Whether or not they realize it, fans of the old Looney Tunes cartoons understand vertical velocity. How many times did Wile E. Coyote think he'd rigged the perfect rock-and-rope device to squash the Road Runner? Invariably, things went south for the poor prairie wolf, and his panicked look flashed on-screen before he vanished from sight as his own invention dragged him down.

Thanks to gravity, falling objects gain speed the longer and farther they have to fall. While this may be funny in cartoons, it's scary for those who work at heights. It's this same principle of physics that can turn a harmless torque wrench into a plummeting projectile streaking down from the sky.

Fortunately, there are several solutions designed to improve worker safety by reducing the forces required to slow that moving object back to zero.

The Tool Stops Here

If a falling object decelerates abruptly upon impact against the ground, pavement or another solid surface, that object likely will be bent or broken. If that same object strikes a person below, the impact could be fatal.

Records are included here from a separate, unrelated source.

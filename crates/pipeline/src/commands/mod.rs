//! Command dispatcher: deterministic handling of `!trigger args` chat lines.
//!
//! The trigger table is filled once at startup through explicit
//! [`CommandDispatcher::register`] calls and is read-only afterwards, so
//! workers share the dispatcher without locking.

pub mod builtin;

use std::collections::HashMap;
use std::panic::{AssertUnwindSafe, catch_unwind};

use streamchat_core::{AuthorRole, ChatEvent, CommandError, EventKind, OutboundMessage, Provenance};
use tracing::{debug, error};

use crate::context::ContextStore;

/// Everything a handler may look at while producing its reply.
pub struct CommandContext<'a> {
    pub event: &'a ChatEvent,
    /// Text after the trigger token, trimmed
    pub args: &'a str,
    /// Normalized trigger that matched (no prefix, lowercase)
    pub trigger: &'a str,
    pub context: &'a ContextStore,
    dispatcher: &'a CommandDispatcher,
}

impl CommandContext<'_> {
    pub fn prefix(&self) -> &str {
        &self.dispatcher.prefix
    }

    pub fn bot_name(&self) -> &str {
        &self.dispatcher.bot_name
    }

    /// Prefixed triggers the author is allowed to run, sorted.
    pub fn available_commands(&self) -> Vec<String> {
        self.dispatcher
            .triggers_for(self.event.author_role)
            .into_iter()
            .map(|t| format!("{}{t}", self.dispatcher.prefix))
            .collect()
    }

    /// Empty the invoking channel's context window.
    pub fn clear_history(&self) -> bool {
        self.context.clear(&self.event.channel)
    }
}

/// A command implementation. Returning an empty string means "no reply".
pub trait CommandHandler: Send + Sync {
    fn handle(&self, ctx: &CommandContext<'_>) -> String;
}

impl<F> CommandHandler for F
where
    F: Fn(&CommandContext<'_>) -> String + Send + Sync,
{
    fn handle(&self, ctx: &CommandContext<'_>) -> String {
        self(ctx)
    }
}

struct Command {
    required_role: AuthorRole,
    handler: Box<dyn CommandHandler>,
}

/// What the dispatcher decided for one event.
#[derive(Debug)]
pub enum DispatchOutcome {
    /// A trigger matched and the handler ran. `None` when it produced no text
    /// or failed.
    Executed(Option<OutboundMessage>),
    /// A trigger matched but the author's role is too low.
    Denied(OutboundMessage),
    /// No trigger matched; the event goes on to generation.
    NotACommand,
}

impl DispatchOutcome {
    /// Whether a trigger matched, whatever the result.
    pub fn is_command(&self) -> bool {
        !matches!(self, Self::NotACommand)
    }
}

/// Trigger table plus the parsing rules around it.
pub struct CommandDispatcher {
    prefix: String,
    bot_name: String,
    commands: HashMap<String, Command>,
}

impl CommandDispatcher {
    pub fn new(prefix: impl Into<String>, bot_name: impl Into<String>) -> Self {
        Self {
            prefix: prefix.into(),
            bot_name: bot_name.into(),
            commands: HashMap::new(),
        }
    }

    /// Strip the prefix if present and lowercase.
    fn normalize(&self, trigger: &str) -> String {
        trigger
            .strip_prefix(self.prefix.as_str())
            .unwrap_or(trigger)
            .to_lowercase()
    }

    /// Add a command. The trigger may be given with or without the prefix.
    ///
    /// Fails with [`CommandError::DuplicateTrigger`] when the trigger is
    /// already taken; the first registration stays active.
    pub fn register(
        &mut self,
        trigger: &str,
        handler: impl CommandHandler + 'static,
        required_role: AuthorRole,
    ) -> Result<(), CommandError> {
        let name = self.normalize(trigger.trim());
        if name.is_empty() || name.chars().any(char::is_whitespace) {
            return Err(CommandError::InvalidTrigger {
                trigger: trigger.to_string(),
                reason: "trigger must be a single non-empty token".into(),
            });
        }
        if self.commands.contains_key(&name) {
            return Err(CommandError::DuplicateTrigger(name));
        }

        debug!(trigger = %name, role = ?required_role, "Registered command");
        self.commands.insert(
            name,
            Command {
                required_role,
                handler: Box::new(handler),
            },
        );
        Ok(())
    }

    /// Match the first token of `event.text` against the table.
    ///
    /// Chat messages need the prefix; platform-native command invocations may
    /// omit it. Every other event kind is never a command.
    pub fn dispatch(&self, event: &ChatEvent, context: &ContextStore) -> DispatchOutcome {
        let text = event.text.trim_start();
        let (token, args) = match text.split_once(char::is_whitespace) {
            Some((token, rest)) => (token, rest.trim()),
            None => (text, ""),
        };

        let name = match event.kind {
            EventKind::Message => match token.strip_prefix(self.prefix.as_str()) {
                Some(name) => name.to_lowercase(),
                None => return DispatchOutcome::NotACommand,
            },
            EventKind::CommandInvocation => self.normalize(token),
            _ => return DispatchOutcome::NotACommand,
        };

        let Some((trigger, command)) = self.commands.get_key_value(&name) else {
            return DispatchOutcome::NotACommand;
        };

        if !event.author_role.satisfies(command.required_role) {
            debug!(
                channel = %event.channel,
                author = %event.author_name,
                trigger = %trigger,
                "Command denied"
            );
            let text = format!(
                "@{}, you don't have permission to use {}{trigger}.",
                event.author_name, self.prefix
            );
            return DispatchOutcome::Denied(OutboundMessage::new(
                &event.channel,
                text,
                Provenance::Command,
                event.sequence,
            ));
        }

        let ctx = CommandContext {
            event,
            args,
            trigger,
            context,
            dispatcher: self,
        };

        let reply = match catch_unwind(AssertUnwindSafe(|| command.handler.handle(&ctx))) {
            Ok(reply) => reply,
            Err(_) => {
                error!(channel = %event.channel, trigger = %trigger, "Command handler panicked");
                return DispatchOutcome::Executed(None);
            }
        };

        let reply = reply.trim();
        if reply.is_empty() {
            return DispatchOutcome::Executed(None);
        }
        DispatchOutcome::Executed(Some(OutboundMessage::new(
            &event.channel,
            reply,
            Provenance::Command,
            event.sequence,
        )))
    }

    /// Every registered trigger (no prefix), sorted.
    pub fn triggers(&self) -> Vec<&str> {
        let mut triggers: Vec<&str> = self.commands.keys().map(String::as_str).collect();
        triggers.sort_unstable();
        triggers
    }

    fn triggers_for(&self, role: AuthorRole) -> Vec<&str> {
        let mut triggers: Vec<&str> = self
            .commands
            .iter()
            .filter(|(_, c)| role.satisfies(c.required_role))
            .map(|(t, _)| t.as_str())
            .collect();
        triggers.sort_unstable();
        triggers
    }

    pub fn required_role(&self, trigger: &str) -> Option<AuthorRole> {
        self.commands
            .get(&self.normalize(trigger))
            .map(|c| c.required_role)
    }

    pub fn prefix(&self) -> &str {
        &self.prefix
    }

    pub fn len(&self) -> usize {
        self.commands.len()
    }

    pub fn is_empty(&self) -> bool {
        self.commands.is_empty()
    }
}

There are solutions to help protect or cover people and objects below, but a better approach is to prevent that impact in the first place.

An accepted way to keep tools and other gear secure at heights is by tethering. Essentially a leash, the following have been used as tethers:

  • Cables
  • Chains
  • Ropes
  • Webbing

But those options can't eliminate gravity – or improve deceleration. A falling object "caught" by a tether is subject to "shock" loads instead of impact. This shock is force transmitted instantly to the whole system: the tool, its attachment point, the tether itself and the tether's anchor. Each of these components needs to be considered.

Normally, shock load is not a concern for a hardened steel tool, like a wrench or a pry bar. But a power tool or sensitive instrument is a different story. Internal components may break free or collide. Those lessons were learned by studying worker fall protection: a rigid, static lifeline might keep a body from hitting the ground, but could be the indirect cause of whiplash or severe internal injuries.

Similarly, the point of attachment – where the tether meets the tool – and the anchor point – at the other end of the tether – have to survive shock loading. If not designed for these sudden forces, both attachment points and anchors can deform, break or tear loose.

When the worker is used as the anchor, shock can be transmitted to the worker's body. In a worst-case scenario, that falling object can be the initiator that pulls the worker down with it.